**Your task**
From the records below, extract only the lines running from the line with "for station in self.registry.stations()" to the line with "failed += 1;", both lines included, reproducing them exactly.

**Data in this exercise**

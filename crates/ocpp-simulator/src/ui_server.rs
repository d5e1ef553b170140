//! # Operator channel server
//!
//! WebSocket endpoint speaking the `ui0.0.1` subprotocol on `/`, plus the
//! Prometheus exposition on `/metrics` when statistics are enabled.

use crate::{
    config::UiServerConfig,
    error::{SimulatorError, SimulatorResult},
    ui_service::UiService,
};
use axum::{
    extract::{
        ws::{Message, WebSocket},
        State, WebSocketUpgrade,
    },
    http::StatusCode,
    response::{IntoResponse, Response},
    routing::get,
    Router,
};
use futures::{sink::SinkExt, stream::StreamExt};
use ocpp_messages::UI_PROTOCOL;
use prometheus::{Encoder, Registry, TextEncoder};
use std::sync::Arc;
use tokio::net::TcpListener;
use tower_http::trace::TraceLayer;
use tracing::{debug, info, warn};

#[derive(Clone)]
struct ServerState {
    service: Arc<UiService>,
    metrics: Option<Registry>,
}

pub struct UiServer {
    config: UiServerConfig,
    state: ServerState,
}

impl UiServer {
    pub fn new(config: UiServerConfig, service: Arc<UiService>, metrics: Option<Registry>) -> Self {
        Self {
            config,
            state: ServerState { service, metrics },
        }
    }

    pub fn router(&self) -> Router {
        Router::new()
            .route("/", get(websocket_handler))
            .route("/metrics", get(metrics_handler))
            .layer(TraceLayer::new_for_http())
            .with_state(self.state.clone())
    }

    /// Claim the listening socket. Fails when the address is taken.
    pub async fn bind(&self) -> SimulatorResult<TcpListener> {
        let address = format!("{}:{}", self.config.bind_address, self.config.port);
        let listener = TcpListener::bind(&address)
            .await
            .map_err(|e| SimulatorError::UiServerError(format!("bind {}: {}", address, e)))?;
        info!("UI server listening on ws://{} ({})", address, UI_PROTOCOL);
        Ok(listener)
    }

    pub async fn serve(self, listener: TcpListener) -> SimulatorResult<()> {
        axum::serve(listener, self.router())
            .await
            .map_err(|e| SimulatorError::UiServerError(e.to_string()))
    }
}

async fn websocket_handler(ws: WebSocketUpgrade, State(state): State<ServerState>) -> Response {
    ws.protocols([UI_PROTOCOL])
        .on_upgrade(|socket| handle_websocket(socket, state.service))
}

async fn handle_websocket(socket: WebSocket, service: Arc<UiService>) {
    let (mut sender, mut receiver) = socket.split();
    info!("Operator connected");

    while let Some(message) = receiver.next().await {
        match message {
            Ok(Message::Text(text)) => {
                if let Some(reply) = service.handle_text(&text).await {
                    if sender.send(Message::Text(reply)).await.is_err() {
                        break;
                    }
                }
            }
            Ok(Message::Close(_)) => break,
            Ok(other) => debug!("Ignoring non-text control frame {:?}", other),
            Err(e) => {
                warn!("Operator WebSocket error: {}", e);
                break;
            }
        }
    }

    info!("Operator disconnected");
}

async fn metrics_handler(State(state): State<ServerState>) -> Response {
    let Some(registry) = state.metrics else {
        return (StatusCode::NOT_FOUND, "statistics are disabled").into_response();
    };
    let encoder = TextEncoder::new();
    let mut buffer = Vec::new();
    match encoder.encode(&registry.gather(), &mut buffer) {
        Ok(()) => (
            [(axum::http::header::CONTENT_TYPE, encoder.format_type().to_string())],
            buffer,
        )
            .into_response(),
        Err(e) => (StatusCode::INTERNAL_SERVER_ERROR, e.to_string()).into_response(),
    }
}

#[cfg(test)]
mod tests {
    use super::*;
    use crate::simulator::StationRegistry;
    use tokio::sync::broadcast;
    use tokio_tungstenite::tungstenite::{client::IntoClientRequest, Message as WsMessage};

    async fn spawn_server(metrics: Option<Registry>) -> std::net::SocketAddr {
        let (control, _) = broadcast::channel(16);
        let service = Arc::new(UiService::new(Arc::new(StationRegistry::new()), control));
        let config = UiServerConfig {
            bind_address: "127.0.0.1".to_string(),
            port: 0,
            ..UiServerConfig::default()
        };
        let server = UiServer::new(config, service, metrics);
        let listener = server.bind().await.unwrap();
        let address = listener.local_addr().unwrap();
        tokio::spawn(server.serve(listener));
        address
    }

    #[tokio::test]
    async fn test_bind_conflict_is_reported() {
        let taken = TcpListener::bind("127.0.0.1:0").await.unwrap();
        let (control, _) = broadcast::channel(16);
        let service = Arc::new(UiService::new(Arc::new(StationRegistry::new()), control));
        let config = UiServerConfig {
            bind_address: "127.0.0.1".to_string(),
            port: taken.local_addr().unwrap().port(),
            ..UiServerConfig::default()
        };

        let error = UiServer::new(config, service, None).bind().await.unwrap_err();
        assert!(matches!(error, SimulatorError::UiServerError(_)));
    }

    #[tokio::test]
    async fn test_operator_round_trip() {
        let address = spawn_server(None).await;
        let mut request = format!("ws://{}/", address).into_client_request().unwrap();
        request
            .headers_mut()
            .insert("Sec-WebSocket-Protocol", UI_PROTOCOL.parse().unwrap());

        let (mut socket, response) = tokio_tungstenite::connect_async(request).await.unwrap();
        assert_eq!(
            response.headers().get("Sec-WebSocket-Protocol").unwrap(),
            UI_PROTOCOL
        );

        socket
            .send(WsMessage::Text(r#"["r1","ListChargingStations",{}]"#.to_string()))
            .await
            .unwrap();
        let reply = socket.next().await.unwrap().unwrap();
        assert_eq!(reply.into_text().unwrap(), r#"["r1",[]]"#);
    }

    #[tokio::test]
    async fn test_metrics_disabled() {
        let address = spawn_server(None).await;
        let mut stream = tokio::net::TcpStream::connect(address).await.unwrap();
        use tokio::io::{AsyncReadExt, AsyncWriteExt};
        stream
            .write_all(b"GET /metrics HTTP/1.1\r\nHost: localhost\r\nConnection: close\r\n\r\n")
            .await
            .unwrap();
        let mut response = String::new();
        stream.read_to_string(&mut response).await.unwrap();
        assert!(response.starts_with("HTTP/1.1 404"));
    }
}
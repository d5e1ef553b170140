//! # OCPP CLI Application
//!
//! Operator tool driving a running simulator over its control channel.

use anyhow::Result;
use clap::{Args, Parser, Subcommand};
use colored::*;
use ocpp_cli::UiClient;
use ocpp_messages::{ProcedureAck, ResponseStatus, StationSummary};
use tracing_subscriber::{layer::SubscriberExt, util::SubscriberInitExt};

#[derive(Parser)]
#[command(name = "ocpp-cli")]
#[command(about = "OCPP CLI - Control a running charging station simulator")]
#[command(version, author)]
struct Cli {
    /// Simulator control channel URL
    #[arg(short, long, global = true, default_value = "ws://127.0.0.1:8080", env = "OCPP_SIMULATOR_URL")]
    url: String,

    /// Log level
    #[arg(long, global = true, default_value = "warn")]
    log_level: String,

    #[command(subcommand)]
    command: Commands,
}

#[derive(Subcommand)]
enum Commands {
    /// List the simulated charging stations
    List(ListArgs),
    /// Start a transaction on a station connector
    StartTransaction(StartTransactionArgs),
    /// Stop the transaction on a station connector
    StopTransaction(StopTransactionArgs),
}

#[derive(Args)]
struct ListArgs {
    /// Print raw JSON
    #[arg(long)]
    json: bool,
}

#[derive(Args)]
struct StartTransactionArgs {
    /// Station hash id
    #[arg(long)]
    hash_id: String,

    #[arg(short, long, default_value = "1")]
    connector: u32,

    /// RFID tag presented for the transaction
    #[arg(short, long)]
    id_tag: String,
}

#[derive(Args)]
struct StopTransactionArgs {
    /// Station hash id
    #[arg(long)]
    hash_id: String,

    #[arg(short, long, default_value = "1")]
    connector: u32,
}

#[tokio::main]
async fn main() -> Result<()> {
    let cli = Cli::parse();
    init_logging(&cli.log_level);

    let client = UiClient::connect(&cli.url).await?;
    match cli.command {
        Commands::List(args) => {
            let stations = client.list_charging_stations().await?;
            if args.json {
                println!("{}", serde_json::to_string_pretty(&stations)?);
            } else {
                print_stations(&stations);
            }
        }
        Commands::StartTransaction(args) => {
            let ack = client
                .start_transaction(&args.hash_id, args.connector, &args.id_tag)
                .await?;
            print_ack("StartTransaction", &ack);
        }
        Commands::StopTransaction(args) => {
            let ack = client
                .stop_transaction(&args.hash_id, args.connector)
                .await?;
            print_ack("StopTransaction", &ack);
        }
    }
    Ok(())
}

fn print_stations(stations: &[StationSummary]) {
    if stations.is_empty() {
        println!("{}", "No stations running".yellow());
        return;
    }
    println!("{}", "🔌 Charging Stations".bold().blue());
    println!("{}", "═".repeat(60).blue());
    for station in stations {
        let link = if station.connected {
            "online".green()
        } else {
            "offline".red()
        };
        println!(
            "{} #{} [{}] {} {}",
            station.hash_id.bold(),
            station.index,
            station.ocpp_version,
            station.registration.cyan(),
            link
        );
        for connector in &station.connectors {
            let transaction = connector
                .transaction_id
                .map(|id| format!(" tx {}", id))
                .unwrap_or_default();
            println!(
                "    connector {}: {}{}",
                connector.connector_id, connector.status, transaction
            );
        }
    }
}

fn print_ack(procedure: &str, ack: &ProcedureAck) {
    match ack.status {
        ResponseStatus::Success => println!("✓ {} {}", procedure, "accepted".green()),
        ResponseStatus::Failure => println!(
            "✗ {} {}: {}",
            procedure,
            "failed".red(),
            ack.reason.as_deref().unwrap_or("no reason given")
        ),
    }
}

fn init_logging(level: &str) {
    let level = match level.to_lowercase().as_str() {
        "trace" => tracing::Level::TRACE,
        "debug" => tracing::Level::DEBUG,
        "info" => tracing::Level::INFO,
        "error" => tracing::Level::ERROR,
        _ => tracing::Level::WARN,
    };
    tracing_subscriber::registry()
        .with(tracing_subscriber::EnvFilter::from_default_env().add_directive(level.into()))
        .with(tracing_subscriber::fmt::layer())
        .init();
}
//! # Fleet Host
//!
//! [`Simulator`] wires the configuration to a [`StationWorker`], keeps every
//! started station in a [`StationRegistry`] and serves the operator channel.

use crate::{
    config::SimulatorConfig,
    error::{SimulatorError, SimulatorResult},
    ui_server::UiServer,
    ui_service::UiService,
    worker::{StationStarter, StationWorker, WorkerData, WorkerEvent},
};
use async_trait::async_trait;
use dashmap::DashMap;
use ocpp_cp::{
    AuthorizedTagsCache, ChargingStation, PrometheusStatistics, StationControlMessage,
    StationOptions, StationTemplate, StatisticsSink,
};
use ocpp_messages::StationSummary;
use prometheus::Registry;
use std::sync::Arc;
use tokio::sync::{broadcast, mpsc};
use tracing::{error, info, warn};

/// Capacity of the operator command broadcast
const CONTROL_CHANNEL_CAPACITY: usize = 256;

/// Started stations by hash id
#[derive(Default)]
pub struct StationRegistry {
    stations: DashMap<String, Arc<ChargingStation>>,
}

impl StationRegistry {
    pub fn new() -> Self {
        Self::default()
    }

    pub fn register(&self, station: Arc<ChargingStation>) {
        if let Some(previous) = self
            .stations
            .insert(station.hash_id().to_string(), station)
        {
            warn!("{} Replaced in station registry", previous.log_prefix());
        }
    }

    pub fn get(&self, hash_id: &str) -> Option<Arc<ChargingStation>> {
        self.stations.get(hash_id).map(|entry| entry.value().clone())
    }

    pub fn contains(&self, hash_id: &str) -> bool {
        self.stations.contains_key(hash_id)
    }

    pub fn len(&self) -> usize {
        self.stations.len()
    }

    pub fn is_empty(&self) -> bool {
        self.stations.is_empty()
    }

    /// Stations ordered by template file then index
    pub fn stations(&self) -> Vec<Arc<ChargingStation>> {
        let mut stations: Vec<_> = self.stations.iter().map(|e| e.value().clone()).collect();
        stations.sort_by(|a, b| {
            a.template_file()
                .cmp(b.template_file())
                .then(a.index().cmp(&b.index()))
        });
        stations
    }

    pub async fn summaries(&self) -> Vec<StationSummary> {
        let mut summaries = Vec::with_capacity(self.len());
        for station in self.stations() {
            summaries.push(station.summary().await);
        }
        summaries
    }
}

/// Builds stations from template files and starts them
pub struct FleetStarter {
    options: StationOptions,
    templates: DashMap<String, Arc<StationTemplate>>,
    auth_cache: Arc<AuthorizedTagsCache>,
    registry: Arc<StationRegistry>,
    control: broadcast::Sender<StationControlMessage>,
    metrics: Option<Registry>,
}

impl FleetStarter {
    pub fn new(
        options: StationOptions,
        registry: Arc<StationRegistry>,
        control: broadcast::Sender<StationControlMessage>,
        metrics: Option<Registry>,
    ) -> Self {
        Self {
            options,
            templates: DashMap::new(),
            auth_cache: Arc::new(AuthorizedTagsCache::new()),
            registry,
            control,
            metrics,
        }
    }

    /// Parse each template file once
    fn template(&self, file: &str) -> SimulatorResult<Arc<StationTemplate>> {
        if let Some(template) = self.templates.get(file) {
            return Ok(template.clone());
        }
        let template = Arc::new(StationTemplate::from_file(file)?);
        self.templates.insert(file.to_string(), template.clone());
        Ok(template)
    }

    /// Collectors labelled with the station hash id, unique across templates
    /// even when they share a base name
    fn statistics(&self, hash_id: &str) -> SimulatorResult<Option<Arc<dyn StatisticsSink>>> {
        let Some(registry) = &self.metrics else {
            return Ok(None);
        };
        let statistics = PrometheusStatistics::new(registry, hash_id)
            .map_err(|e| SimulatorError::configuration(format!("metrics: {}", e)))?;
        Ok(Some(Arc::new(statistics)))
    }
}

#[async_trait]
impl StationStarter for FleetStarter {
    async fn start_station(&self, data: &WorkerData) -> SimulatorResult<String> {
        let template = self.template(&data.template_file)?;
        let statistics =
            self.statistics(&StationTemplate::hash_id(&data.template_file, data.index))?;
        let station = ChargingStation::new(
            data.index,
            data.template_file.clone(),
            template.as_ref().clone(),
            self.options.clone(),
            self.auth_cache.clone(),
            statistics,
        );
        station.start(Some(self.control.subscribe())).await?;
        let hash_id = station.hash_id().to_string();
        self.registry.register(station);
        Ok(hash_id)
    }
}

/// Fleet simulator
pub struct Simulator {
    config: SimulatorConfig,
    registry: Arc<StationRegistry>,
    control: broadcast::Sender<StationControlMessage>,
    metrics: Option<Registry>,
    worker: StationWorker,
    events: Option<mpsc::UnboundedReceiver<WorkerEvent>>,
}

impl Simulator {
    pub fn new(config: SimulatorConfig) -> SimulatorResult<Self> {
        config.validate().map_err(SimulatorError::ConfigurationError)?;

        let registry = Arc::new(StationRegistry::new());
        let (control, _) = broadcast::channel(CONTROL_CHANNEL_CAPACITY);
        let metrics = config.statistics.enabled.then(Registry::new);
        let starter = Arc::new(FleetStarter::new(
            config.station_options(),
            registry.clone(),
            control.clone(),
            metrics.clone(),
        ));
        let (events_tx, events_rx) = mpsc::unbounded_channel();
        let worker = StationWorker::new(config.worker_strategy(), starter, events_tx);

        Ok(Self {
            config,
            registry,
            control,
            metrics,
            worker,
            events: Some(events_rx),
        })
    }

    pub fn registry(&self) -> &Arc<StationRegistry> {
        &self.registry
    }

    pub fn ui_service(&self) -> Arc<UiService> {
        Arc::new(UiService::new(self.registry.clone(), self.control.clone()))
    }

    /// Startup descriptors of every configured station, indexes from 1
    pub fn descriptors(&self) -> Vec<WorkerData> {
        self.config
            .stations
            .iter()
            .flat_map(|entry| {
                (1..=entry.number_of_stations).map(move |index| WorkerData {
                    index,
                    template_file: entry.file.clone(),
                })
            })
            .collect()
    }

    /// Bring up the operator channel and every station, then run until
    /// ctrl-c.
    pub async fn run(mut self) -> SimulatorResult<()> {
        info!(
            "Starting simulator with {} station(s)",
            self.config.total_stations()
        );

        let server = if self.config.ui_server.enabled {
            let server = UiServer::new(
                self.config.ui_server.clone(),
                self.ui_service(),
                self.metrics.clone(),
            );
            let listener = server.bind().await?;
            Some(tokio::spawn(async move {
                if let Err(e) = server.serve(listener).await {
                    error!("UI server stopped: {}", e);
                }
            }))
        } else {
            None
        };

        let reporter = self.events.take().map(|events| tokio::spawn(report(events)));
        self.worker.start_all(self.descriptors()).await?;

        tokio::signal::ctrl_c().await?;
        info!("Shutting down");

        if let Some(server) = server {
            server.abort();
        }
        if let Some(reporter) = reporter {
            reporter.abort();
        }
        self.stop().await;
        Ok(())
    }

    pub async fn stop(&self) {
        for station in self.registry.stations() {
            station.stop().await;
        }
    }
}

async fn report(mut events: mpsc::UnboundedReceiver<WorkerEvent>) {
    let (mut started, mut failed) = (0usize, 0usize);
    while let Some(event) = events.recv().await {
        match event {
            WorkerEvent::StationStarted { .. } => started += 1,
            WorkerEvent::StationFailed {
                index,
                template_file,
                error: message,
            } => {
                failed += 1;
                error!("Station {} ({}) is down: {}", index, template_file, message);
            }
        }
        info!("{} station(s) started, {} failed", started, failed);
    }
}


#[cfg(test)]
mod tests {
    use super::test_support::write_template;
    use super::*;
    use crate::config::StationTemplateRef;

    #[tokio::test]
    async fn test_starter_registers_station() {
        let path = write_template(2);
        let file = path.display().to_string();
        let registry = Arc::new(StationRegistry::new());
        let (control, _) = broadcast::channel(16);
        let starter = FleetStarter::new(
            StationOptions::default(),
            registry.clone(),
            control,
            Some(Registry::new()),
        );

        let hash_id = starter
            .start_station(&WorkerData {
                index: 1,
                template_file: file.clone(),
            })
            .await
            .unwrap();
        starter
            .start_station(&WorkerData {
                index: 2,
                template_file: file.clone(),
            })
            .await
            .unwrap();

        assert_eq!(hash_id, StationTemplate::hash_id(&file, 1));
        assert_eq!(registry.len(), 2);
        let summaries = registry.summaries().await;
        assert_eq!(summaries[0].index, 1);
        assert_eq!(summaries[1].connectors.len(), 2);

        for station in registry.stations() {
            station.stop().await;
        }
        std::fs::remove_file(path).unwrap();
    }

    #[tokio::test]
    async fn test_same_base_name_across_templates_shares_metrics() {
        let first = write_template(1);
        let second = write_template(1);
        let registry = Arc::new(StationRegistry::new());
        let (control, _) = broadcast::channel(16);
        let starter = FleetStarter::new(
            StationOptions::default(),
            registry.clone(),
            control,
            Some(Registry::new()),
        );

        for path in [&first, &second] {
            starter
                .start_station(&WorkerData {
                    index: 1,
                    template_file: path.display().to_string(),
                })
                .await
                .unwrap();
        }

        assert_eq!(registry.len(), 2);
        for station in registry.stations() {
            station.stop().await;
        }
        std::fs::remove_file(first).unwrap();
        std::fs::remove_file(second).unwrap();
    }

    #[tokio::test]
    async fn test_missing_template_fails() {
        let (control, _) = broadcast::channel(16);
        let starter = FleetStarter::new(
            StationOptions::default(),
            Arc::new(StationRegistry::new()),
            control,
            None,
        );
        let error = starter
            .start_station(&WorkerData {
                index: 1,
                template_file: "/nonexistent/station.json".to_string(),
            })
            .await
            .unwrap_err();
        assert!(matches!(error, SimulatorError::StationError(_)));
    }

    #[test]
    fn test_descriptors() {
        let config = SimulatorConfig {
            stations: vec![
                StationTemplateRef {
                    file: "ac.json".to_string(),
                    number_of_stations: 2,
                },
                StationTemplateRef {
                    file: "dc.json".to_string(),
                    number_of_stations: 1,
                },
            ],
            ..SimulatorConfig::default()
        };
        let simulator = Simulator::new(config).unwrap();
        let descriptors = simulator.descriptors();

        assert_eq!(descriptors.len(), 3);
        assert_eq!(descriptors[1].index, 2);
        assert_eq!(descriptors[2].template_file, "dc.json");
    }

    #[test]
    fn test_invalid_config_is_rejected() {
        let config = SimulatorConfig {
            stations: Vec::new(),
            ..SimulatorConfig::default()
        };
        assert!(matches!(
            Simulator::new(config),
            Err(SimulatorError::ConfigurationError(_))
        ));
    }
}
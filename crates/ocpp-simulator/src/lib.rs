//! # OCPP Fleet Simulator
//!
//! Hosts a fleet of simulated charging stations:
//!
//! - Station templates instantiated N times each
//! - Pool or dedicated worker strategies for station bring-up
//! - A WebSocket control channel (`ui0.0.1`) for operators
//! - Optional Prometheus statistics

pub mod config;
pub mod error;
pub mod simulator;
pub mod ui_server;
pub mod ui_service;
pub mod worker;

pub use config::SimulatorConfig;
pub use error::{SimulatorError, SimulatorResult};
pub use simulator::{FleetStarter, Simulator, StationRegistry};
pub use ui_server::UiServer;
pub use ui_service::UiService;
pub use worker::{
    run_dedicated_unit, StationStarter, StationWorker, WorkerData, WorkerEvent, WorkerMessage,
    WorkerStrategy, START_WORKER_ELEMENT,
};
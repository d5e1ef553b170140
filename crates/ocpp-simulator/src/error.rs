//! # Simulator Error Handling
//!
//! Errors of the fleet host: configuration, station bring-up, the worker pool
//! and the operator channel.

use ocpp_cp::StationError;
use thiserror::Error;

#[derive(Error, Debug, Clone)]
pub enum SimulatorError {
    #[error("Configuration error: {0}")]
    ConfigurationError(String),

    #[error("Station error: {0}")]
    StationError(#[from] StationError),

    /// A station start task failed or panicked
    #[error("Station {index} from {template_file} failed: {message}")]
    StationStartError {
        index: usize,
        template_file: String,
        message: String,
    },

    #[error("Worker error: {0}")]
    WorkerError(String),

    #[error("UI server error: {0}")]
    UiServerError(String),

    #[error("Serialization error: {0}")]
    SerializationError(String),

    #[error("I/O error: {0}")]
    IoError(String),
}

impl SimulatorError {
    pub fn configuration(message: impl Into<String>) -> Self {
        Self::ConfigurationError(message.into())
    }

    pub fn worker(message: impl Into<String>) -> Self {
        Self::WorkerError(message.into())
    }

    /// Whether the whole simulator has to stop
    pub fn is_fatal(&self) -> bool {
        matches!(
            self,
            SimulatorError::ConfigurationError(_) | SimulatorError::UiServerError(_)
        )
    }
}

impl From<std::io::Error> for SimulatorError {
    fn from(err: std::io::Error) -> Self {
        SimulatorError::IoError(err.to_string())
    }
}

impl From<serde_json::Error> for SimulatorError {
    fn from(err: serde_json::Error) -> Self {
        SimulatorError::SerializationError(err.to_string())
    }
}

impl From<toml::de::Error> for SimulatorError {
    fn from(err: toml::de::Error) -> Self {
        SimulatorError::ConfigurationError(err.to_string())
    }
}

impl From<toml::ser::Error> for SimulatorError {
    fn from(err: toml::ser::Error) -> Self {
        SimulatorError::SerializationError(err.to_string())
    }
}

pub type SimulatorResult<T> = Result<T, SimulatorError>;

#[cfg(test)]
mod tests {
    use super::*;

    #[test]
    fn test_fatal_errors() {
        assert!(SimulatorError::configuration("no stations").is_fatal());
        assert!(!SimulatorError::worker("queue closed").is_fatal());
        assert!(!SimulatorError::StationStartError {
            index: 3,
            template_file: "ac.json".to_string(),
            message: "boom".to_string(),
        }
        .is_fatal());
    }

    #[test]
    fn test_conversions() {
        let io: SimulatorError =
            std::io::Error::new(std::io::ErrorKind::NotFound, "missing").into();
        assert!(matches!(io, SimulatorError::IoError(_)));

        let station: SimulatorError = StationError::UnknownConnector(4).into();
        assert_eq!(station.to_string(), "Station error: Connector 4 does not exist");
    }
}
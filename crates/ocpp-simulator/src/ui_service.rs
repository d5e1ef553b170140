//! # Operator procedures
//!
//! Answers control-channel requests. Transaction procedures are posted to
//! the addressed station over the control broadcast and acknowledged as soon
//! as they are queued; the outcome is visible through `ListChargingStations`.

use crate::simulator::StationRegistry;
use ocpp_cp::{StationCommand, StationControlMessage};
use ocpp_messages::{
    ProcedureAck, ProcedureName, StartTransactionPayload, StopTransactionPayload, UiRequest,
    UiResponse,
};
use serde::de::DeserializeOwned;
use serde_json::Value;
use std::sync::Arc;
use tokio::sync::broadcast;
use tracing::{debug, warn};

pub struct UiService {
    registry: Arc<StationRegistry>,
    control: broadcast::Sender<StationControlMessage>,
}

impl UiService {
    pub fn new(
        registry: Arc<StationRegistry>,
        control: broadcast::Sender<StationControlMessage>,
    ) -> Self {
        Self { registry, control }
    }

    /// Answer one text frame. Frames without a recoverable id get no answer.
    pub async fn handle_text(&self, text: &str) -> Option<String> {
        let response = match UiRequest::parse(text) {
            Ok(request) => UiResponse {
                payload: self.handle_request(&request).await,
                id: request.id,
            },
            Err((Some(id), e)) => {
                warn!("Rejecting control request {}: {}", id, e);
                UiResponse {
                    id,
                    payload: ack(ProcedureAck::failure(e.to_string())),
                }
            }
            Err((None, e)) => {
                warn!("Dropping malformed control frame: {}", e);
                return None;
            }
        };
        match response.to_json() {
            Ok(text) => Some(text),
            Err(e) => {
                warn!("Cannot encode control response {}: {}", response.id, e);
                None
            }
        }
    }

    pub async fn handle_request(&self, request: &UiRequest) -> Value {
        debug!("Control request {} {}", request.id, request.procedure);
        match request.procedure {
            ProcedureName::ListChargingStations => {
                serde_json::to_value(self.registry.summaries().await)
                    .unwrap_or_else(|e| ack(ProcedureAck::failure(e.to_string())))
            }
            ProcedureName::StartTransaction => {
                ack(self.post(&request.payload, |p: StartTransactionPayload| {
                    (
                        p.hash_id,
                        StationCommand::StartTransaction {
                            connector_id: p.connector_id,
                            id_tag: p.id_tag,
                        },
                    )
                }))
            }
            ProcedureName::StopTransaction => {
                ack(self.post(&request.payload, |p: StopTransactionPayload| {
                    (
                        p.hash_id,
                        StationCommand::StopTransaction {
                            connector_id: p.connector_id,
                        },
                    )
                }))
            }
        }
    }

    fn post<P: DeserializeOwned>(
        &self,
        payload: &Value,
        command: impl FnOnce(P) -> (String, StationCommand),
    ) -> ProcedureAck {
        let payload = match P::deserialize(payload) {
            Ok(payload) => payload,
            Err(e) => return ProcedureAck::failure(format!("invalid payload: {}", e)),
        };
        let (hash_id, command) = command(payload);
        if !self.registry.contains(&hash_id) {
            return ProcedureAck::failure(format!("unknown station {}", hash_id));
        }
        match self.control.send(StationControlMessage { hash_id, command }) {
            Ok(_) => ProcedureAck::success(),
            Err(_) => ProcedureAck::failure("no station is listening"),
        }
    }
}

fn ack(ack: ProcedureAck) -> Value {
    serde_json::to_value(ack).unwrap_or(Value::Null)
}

**Solution to the exercise**
        for station in self.registry.stations() {
            station.stop().await;
        }
    }
}

async fn report(mut events: mpsc::UnboundedReceiver<WorkerEvent>) {
    let (mut started, mut failed) = (0usize, 0usize);
    while let Some(event) = events.recv().await {
        match event {
            WorkerEvent::StationStarted { .. } => started += 1,
            WorkerEvent::StationFailed {
                index,
                template_file,
                error: message,
            } => {
                failed += 1;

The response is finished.